|Last weekend, I returned back to Orlando from a visit to Ohio and Pennsylvania. As a lover of the window seat, I sat for the entire 2-hour flight marveling at the wonders of all things above and below. Flying never grows old.
I don’t know about you, sunshine, but flying always offers me an opportunity to reflect.
How does this giant metal tube thrusting in the air actually work?
How amazing is God that He created the heavens and the earth and everything in and on it?
How small and insignificant am I relative to the grandeur of all things walking the earth?
I kind of camped out on this last thought, as I recalled an email that my cousin Tina sent me a few weeks ago during the height of college graduation season.
She sent me a link to the transcript of Abby Wambach’s 2018 commencement address at Barnard College. Wambach is a retired US Women’s Soccer champ and two-time Olympic gold medalist; I’d say she’s more than worthy of sharing some insight on the school of life.
I won’t go into the entire address, however I’d strongly recommend reading it. (Link below)

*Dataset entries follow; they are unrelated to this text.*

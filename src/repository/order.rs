use diesel::prelude::*;
use pushkind_common::repository::errors::RepositoryResult;

use crate::{
    domain::order::{
        NewOrder as DomainNewOrder, Order as DomainOrder, OrderListQuery, OrderNumber,
        OrderStatus, UpdateOrder as DomainUpdateOrder,
    },
    models::order::{NewOrder as DbNewOrder, Order as DbOrder, UpdateOrder as DbUpdateOrder},
    repository::{DieselRepository, OrderReader, OrderWriter},
};

fn status_names(statuses: &[OrderStatus]) -> Vec<&'static str> {
    statuses.iter().map(|status| (*status).into()).collect()
}

impl OrderReader for DieselRepository {
    fn get_order_by_id(&self, id: i32) -> RepositoryResult<Option<DomainOrder>> {
        use crate::schema::orders;

        let mut conn = self.conn()?;
        let order = orders::table
            .filter(orders::id.eq(id))
            .first::<DbOrder>(&mut conn)
            .optional()?;

        Ok(order.map(DomainOrder::from))
    }

    fn list_orders(&self, query: OrderListQuery) -> RepositoryResult<(usize, Vec<DomainOrder>)> {
        use crate::schema::orders;

        let mut conn = self.conn()?;

        let OrderListQuery {
            statuses,
            order_number,
            pagination,
        } = query;

        let status_filter = statuses.as_deref().map(status_names);

        let mut count_query = orders::table.into_boxed::<diesel::sqlite::Sqlite>();

        if let Some(ref names) = status_filter {
            count_query = count_query.filter(orders::status.eq_any(names.clone()));
        }

        if let Some(number) = order_number {
            count_query = count_query.filter(orders::order_number.eq(number.value()));
        }

        let total = count_query.count().get_result::<i64>(&mut conn)? as usize;

        let mut items = orders::table.into_boxed::<diesel::sqlite::Sqlite>();

        if let Some(ref names) = status_filter {
            items = items.filter(orders::status.eq_any(names.clone()));
        }

        if let Some(number) = order_number {
            items = items.filter(orders::order_number.eq(number.value()));
        }

        items = items.order((orders::created_at.desc(), orders::id.desc()));

        if let Some(pagination) = pagination {
            let offset = ((pagination.page.max(1) - 1) * pagination.per_page) as i64;
            let limit = pagination.per_page as i64;
            items = items.offset(offset).limit(limit);
        }

        let orders = items
            .load::<DbOrder>(&mut conn)?
            .into_iter()
            .map(DomainOrder::from)
            .collect();

        Ok((total, orders))
    }

    fn order_number_in_use(&self, order_number: OrderNumber) -> RepositoryResult<bool> {
        use crate::schema::orders;

        let mut conn = self.conn()?;
        let active = status_names(&OrderStatus::ACTIVE);

        let count = orders::table
            .filter(orders::order_number.eq(order_number.value()))
            .filter(orders::status.eq_any(active))
            .count()
            .get_result::<i64>(&mut conn)?;

        Ok(count > 0)
    }
}

impl OrderWriter for DieselRepository {
    fn create_order(&self, new_order: &DomainNewOrder) -> RepositoryResult<DomainOrder> {
        use crate::schema::orders;

        let mut conn = self.conn()?;
        let db_new = DbNewOrder::from(new_order);

        let created = diesel::insert_into(orders::table)
            .values(&db_new)
            .get_result::<DbOrder>(&mut conn)?;

        Ok(DomainOrder::from(created))
    }

    fn update_order(
        &self,
        order_id: i32,
        updates: &DomainUpdateOrder,
    ) -> RepositoryResult<DomainOrder> {
        use crate::schema::orders;

        let mut conn = self.conn()?;
        let db_updates = DbUpdateOrder::from(updates);

        let updated = diesel::update(orders::table.filter(orders::id.eq(order_id)))
            .set(&db_updates)
            .get_result::<DbOrder>(&mut conn)?;

        Ok(DomainOrder::from(updated))
    }
}
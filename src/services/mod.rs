use pushkind_common::repository::errors::RepositoryError;
use thiserror::Error;

use crate::domain::flow::FlowError;

pub mod catalog;
pub mod kiosk;
pub mod orders;

/// Errors returned by the service layer.
///
/// Mirrors `pushkind_common::services::errors::ServiceError`, whose `Conflict`
/// carries no message and which has no room for kiosk flow errors. Routes need
/// both the message and the [`FlowError`] kind to pick between 409 and 422.
#[derive(Debug, Error)]
pub enum ServiceError {
    #[error("unauthorized")]
    Unauthorized,
    #[error("not found")]
    NotFound,
    /// Rejected form input; the message is shown to the caller as is.
    #[error("{0}")]
    Form(String),
    /// The request conflicts with the current state of the resource.
    #[error("{0}")]
    Conflict(String),
    #[error(transparent)]
    Flow(#[from] FlowError),
    #[error("repository error: {0}")]
    Repository(#[from] RepositoryError),
}

pub type ServiceResult<T> = Result<T, ServiceError>;

#[cfg(test)]
mod tests {
    use super::*;

    fn guarded_step() -> ServiceResult<()> {
        Err::<(), _>(FlowError::SubmissionInFlight)?;
        Ok(())
    }

    #[test]
    fn flow_errors_keep_their_kind_and_message() {
        let err = guarded_step().unwrap_err();

        assert!(matches!(
            err,
            ServiceError::Flow(FlowError::SubmissionInFlight)
        ));
        assert_eq!(err.to_string(), FlowError::SubmissionInFlight.to_string());
    }

    #[test]
    fn conflicts_carry_their_message() {
        let err = ServiceError::Conflict("order #321 cannot move from ready to pending".into());
        assert_eq!(err.to_string(), "order #321 cannot move from ready to pending");
    }
}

Wambach anchors her speech on a story, an incredible phenomenon of the wolves of Yellowstone National Park. It is perplexing and amazing and such a testimony of how everything has a perfect plan and divine design.
The summary is this:
Yellowstone was once teeming with wolves, which were seen as a nuisance.
Wolves were hunted and eradicated from within the park.
Over the course of 70 years, the entire ecosystem of the park changed.
Conservationists and other scientists fought to have wolves reintroduced wolves to the park in 1995.
Plant and animal habitats were improved and restored.
Wambach challenges the graduates to ponder the fact that what was once seen as a threat, actually turned out to be “the answer.”
Something that was deemed as annoying and a detriment was actually necessary for survival.
Since Barnard is an all-girls’ school, Wambach applies this idea to women being the answer–the “wolf” necessary to sustain life. While I am in agreement of the equality and empowerment of women, I had a few different take aways.
Loving and serving God is “the answer.”
We all have divinely-designed talents, gifts, and abilities to change systems.
Through love, we can heal.
Through our belief in Jesus, we have power to resurrect dead things.
Wambach continues her speech with four rules to live by.
Again, she makes many valid points and I encourage you to read the address, however, I simplified my own personal rules to live by:
Love and serve God.
Love and serve others.
What are the rules you live by, sunshine?
I’d love you to share them with me.
And if you don’t have your own yet, I’d love you to be part of our pack.
I hope this message speaks to you in some way, dear one.